### WHAT TO PRODUCE
Only the lines containing "nonce" should appear in the answer, copied from the listing below.

- Opening Delimiter -

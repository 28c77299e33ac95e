use serde::{Deserialize, Serialize};
use std::collections::HashMap;
use std::sync::Mutex;
use std::time::Instant;

use crate::blockchain::{
    Block, BlockHeader, Blockchain, CancelFlag, ChainError, ErrorKind, Hash256, LedgerError,
    Payload,
};
use crate::config::{Config, MiningSettings};
use crate::transaction::{Transaction, TransactionError};
use crate::wallet::{CryptoContext, WalletError};

/// Open templates kept at once; the oldest is evicted past this.
pub const MAX_OPEN_TEMPLATES: usize = 256;

#[derive(Clone)]
pub struct MiningTemplate {
    pub template_id: String,
    pub header: BlockHeader, // nonce 0, difficulty fixed at issue time
    pub payload: Payload,
    pub issued: Instant,
}

/// Shared application state around the single authoritative chain.
pub struct AppState {
    pub blockchain: Mutex<Blockchain>,
    pub mining_templates: Mutex<HashMap<String, MiningTemplate>>,
    /// Tripped whenever the tail moves, stopping searches on the old tail.
    pub head_cancel: Mutex<CancelFlag>,
    pub mining: MiningSettings,
    pub crypto: CryptoContext,
}

impl AppState {
    pub fn new(config: &Config) -> Self {
        Self {
            blockchain: Mutex::new(Blockchain::new(config.difficulty)),
            mining_templates: Mutex::new(HashMap::new()),
            head_cancel: Mutex::new(CancelFlag::new()),
            mining: config.mining,
            crypto: CryptoContext::new(),
        }
    }

    /// Candidate on the current tail plus a flag that trips when that tail is
    /// replaced or the configured timeout passes.
    pub fn start_search(&self, payload: &Payload) -> (BlockHeader, CancelFlag) {
        let bc = self.blockchain.lock().expect("mutex poisoned");
        let head = self.head_cancel.lock().expect("mutex poisoned");
        let flag = head.clone().with_deadline(Instant::now() + self.mining.timeout);
        (bc.candidate(payload), flag)
    }

    /// Append under the chain lock; on success stop stale searches and drop
    /// templates that no longer extend the tail.
    pub fn append(&self, block: Block) -> Result<(u32, Hash256), ChainError> {
        let (index, tail_hash) = {
            let mut bc = self.blockchain.lock().expect("mutex poisoned");
            bc.append(block)?;
            let stale = std::mem::take(&mut *self.head_cancel.lock().expect("mutex poisoned"));
            stale.cancel();
            let tail = bc.last_block();
            (tail.header.index, tail.hash)
        };

        let mut templates = self.mining_templates.lock().expect("mutex poisoned");
        templates.retain(|_, t| t.header.previous_hash == tail_hash);
        Ok((index, tail_hash))
    }

    /// Store a template, dropping expired ones and evicting the oldest when
    /// the map is full. Returns how many templates are open afterwards.
    pub fn insert_template(&self, template: MiningTemplate) -> usize {
        let ttl = self.mining.timeout;
        let mut templates = self.mining_templates.lock().expect("mutex poisoned");
        templates.retain(|_, t| t.issued.elapsed() < ttl);
        while templates.len() >= MAX_OPEN_TEMPLATES {
            let oldest = templates
                .values()
                .min_by_key(|t| t.issued)
                .map(|t| t.template_id.clone());
            match oldest {
                Some(id) => templates.remove(&id),
                None => break,
            };
        }
        templates.insert(template.template_id.clone(), template);
        templates.len()
    }

    /// Remove and return a template that has not expired yet. Templates are
    /// single use.
    pub fn take_template(&self, template_id: &str) -> Option<MiningTemplate> {
        let mut templates = self.mining_templates.lock().expect("mutex poisoned");
        templates
            .remove(template_id)
            .filter(|t| t.issued.elapsed() < self.mining.timeout)
    }
}

#[derive(Serialize)]
pub struct ErrorResponse {
    pub error: String,
    pub kind: Option<ErrorKind>,
    pub position: Option<usize>,
}

impl ErrorResponse {
    pub fn message(error: impl Into<String>) -> Self {
        Self {
            error: error.into(),
            kind: None,
            position: None,
        }
    }

    fn with_kind(error: impl Into<String>, kind: Option<ErrorKind>) -> Self {
        Self {
            kind,
            ..Self::message(error)
        }
    }
}

impl From<ChainError> for ErrorResponse {
    fn from(e: ChainError) -> Self {
        Self {
            error: e.to_string(),
            kind: Some(e.kind),
            position: Some(e.position),
        }
    }
}

impl From<LedgerError> for ErrorResponse {
    fn from(e: LedgerError) -> Self {
        match e {
            LedgerError::Chain(e) => e.into(),
            other => Self::with_kind(other.to_string(), other.kind()),
        }
    }
}

impl From<WalletError> for ErrorResponse {
    fn from(e: WalletError) -> Self {
        Self::with_kind(e.to_string(), e.kind())
    }
}

impl From<TransactionError> for ErrorResponse {
    fn from(e: TransactionError) -> Self {
        Self::with_kind(e.to_string(), e.kind())
    }
}

/* ---------- Transaction API Models ---------- */

/// A user transaction plus the hex uncompressed key that signed it.
#[derive(Deserialize)]
pub struct SignedTransaction {
    pub transaction: Transaction,
    pub public_key: String,
}

/// Dev helper body: sign a transfer from the address of `secret_key`.
#[derive(Deserialize)]
pub struct SignTxRequest {
    pub secret_key: String,
    pub to: String,
    pub amount: f64,
}

#[derive(Serialize)]
pub struct SignTxResponse {
    pub transaction: Transaction,
    pub public_key: String,
}

/* ---------- Mining API Models ---------- */

#[derive(Deserialize)]
pub struct TemplateRequest {
    pub data: Option<String>,
    pub miner_address: Option<String>,
    #[serde(default)]
    pub transactions: Vec<SignedTransaction>,
}

#[derive(Serialize)]
pub struct TemplateResponse {
    pub template_id: String,
    pub index: u32,
    pub previous_hash: Hash256,
    pub merkle_root: Hash256,
    pub timestamp: u64,
    pub difficulty: u32,
    /// Serialized header with nonce 0; the nonce is the last 4 bytes (LE).
    pub header_hex: String,
}

#[derive(Deserialize)]
pub struct SubmitRequest {
    pub template_id: String,
    pub nonce: u32,
    pub hash: String,
}

#[derive(Serialize)]
pub struct SubmitResponse {
    pub accepted: bool,
    pub mined_index: Option<u32>,
    pub hash: Option<Hash256>,
    pub difficulty: Option<u32>,
}

/* ---------- Chain API Models ---------- */

#[derive(Serialize)]
pub struct ChainResponse<'a> {
    pub length: usize,
    pub difficulty: u32,
    pub chain: &'a [Block],
}

#[derive(Serialize)]
pub struct ValidateResponse {
    pub valid: bool,
    pub length: usize,
    pub difficulty: u32,
    pub failure: Option<ErrorResponse>,
}

/// Body for `/mine/`: raw `data`, or a transaction block made of an optional
/// coinbase paying `miner_address` followed by signed `transactions`.
#[derive(Deserialize)]
pub struct MineRequest {
    pub data: Option<String>,
    pub miner_address: Option<String>,
    #[serde(default)]
    pub transactions: Vec<SignedTransaction>,
}

#[derive(Serialize)]
pub struct MineResponse {
    pub mined_index: u32,
    pub hash: Hash256,
    pub nonce: u32,
    pub difficulty: u32,
}

#[derive(Serialize)]
pub struct DifficultyResponse {
    pub difficulty: u32,
}

#[derive(Deserialize)]
pub struct SetDifficultyRequest {
    pub difficulty: u32,
}

#[derive(Serialize)]
pub struct StatsResponse {
    pub height: usize,
    pub difficulty: u32,
    pub tail_hash: Hash256,
    pub stats_window: usize,
    pub last_interval_secs: Option<u64>,
    pub avg_interval_secs: Option<f64>,
    pub open_templates: usize,
}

- Closing Delimiter -

### ANSWER SPACE
    pub header: BlockHeader, // nonce 0, difficulty fixed at issue time
    /// Serialized header with nonce 0; the nonce is the last 4 bytes (LE).
    pub nonce: u32,
    pub nonce: u32,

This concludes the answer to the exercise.